BenevolentAI has secured $115m funding to advance drug development activities and extend its artificial intelligence (AI) platform capabilities.

The company has raised the funding from new and existing investors at a pre-money valuation of $2bn in the financing round of the AI pharmaceutical sector.

From 2013, BenevolentAI has raised over $200m from most of the US investors and existing investors such as Woodford Investment Management.

BenevolentAI, which will use the funding to speed up drug development, already initiated over 20 drug programmes to date.

BenevolentAI founder and chairman Ken Mulvany said: “We are very pleased with the response to the fundraising.  It reflects the rapidly growing global interest in the AI pharmaceutical sector and the recognition of our place as the dominant player within it.”

The company will also use funding to expand its AI capabilities into other science-based industries such as advanced materials, agriculture, and energy storage.

The firm is using AI for the development of new medicines for hard to treat diseases.
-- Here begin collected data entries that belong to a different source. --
// Tile and chart payloads handed to the view layer
use serde::Serialize;

use super::trend::TrendPoint;

#[derive(Debug, Clone, PartialEq, Serialize)]
pub struct TileData {
    pub id: String,
    pub title: String,
    pub unit: String,
    pub value: f64,
    pub precision: usize,
    pub display: String,
}

impl TileData {
    pub fn new(id: String, title: String, unit: String, value: f64, precision: usize, display: String) -> Self {
        Self {
            id,
            title,
            unit,
            value,
            precision,
            display,
        }
    }
}

/// One bar: `{indexKey, value}` as bar chart components expect it.
#[derive(Debug, Clone, PartialEq, Serialize)]
#[serde(rename_all = "camelCase")]
pub struct BarDatum {
    pub index_key: String,
    pub value: f64,
    #[serde(skip_serializing_if = "Option::is_none")]
    pub color: Option<String>,
}

impl BarDatum {
    pub fn new(index_key: String, value: f64, color: Option<String>) -> Self {
        Self {
            index_key,
            value,
            color,
        }
    }
}

#[derive(Debug, Clone, PartialEq, Serialize)]
pub struct SeriesData {
    pub id: String,
    pub name: String,
    pub color: Option<String>,
    pub points: Vec<TrendPoint>,
}

impl SeriesData {
    pub fn new(id: String, name: String, color: Option<String>, points: Vec<TrendPoint>) -> Self {
        Self {
            id,
            name,
            color,
            points,
        }
    }
}

#[derive(Debug, Clone, PartialEq, Serialize)]
#[serde(tag = "kind", content = "data", rename_all = "snake_case")]
pub enum ChartBody {
    Bar(Vec<BarDatum>),
    Line(Vec<SeriesData>),
}

impl ChartBody {
    pub fn is_empty(&self) -> bool {
        match self {
            ChartBody::Bar(bars) => bars.is_empty(),
            ChartBody::Line(series) => series.is_empty(),
        }
    }
}

#[derive(Debug, Clone, PartialEq, Serialize)]
pub struct ChartData {
    pub id: String,
    pub title: String,
    pub unit: Option<String>,
    pub y_min: Option<f64>,
    pub y_max: Option<f64>,
    pub fraction_digits: Option<i32>,
    pub body: ChartBody,
}

impl ChartData {
    pub fn new(
        id: String,
        title: String,
        unit: Option<String>,
        y_min: Option<f64>,
        y_max: Option<f64>,
        fraction_digits: Option<i32>,
        body: ChartBody,
    ) -> Self {
        Self {
            id,
            title,
            unit,
            y_min,
            y_max,
            fraction_digits,
            body,
        }
    }
}
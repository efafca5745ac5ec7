// HTTP response utilities for JSON+Brotli encoding
use async_compression::tokio::bufread::BrotliEncoder;
use axum::{
    body::Body,
    http::{header, HeaderMap, HeaderValue, Response, StatusCode},
};
use serde::Serialize;
use tokio::io::AsyncReadExt;

/// Whether the client advertised Brotli support.
pub fn accepts_brotli(headers: &HeaderMap) -> bool {
    headers
        .get(header::ACCEPT_ENCODING)
        .and_then(|v| v.to_str().ok())
        .map(|s| s.split(',').any(|enc| enc.trim().starts_with("br")))
        .unwrap_or(false)
}

/// Serialize to JSON, optionally compressing the body with Brotli
pub async fn json_response<T: Serialize>(
    data: &T,
    compress: bool,
) -> Result<Response<Body>, StatusCode> {
    json_response_with_status(StatusCode::OK, data, compress).await
}

pub async fn json_response_with_status<T: Serialize>(
    status: StatusCode,
    data: &T,
    compress: bool,
) -> Result<Response<Body>, StatusCode> {
    let json_bytes = serde_json::to_vec(data).map_err(|e| {
        tracing::error!("JSON serialization error: {}", e);
        StatusCode::INTERNAL_SERVER_ERROR
    })?;

    let (body_bytes, content_encoding) = if compress {
        let original_len = json_bytes.len();
        let cursor = std::io::Cursor::new(json_bytes);
        let mut encoder = BrotliEncoder::new(cursor);
        let mut compressed = Vec::new();
        encoder.read_to_end(&mut compressed).await.map_err(|e| {
            tracing::error!("Brotli compression error: {}", e);
            StatusCode::INTERNAL_SERVER_ERROR
        })?;
        tracing::debug!("Compressed: {} -> {} bytes", original_len, compressed.len());
        (compressed, Some("br"))
    } else {
        (json_bytes, None)
    };

    let content_length = HeaderValue::from_str(&body_bytes.len().to_string())
        .map_err(|_| StatusCode::INTERNAL_SERVER_ERROR)?;

    let mut response_builder = Response::builder()
        .status(status)
        .header(header::CONTENT_TYPE, "application/json")
        .header(header::CONTENT_LENGTH, content_length);

    if let Some(encoding) = content_encoding {
        response_builder = response_builder.header(header::CONTENT_ENCODING, encoding);
    }

    response_builder.body(Body::from(body_bytes)).map_err(|e| {
        tracing::error!("Response build error: {}", e);
        StatusCode::INTERNAL_SERVER_ERROR
    })
}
It is claimed to be the first fully integrated AI company with pharmaceutical discovery and clinical development capabilities.

BenevolentAI’s advanced technology can decode the molecular process of disease and link these disease signatures within patients, helping to select best drug candidate for the best patient responders.

The company's current drug development portfolio shows that it can cut early stage drug discovery by four years and deliver efficiencies in the entire drug development process of 60% against pharmaceutical industry averages.

The firm’s advanced algorithms hold capacity to carry out reasoning on more than 50 billion ingested and contextualised facts to extract knowledge and generate complex insights into the cause of diseases.

Its AI technology is being used to develop treatments for a range of diseases such as motor neuron disease, Parkinson’s disease, glioblastoma and sarcopenia.

Semi-automatic novel drug molecules are generated, which were later advanced in the firm’s newly acquired Cambridge research facility in the UK.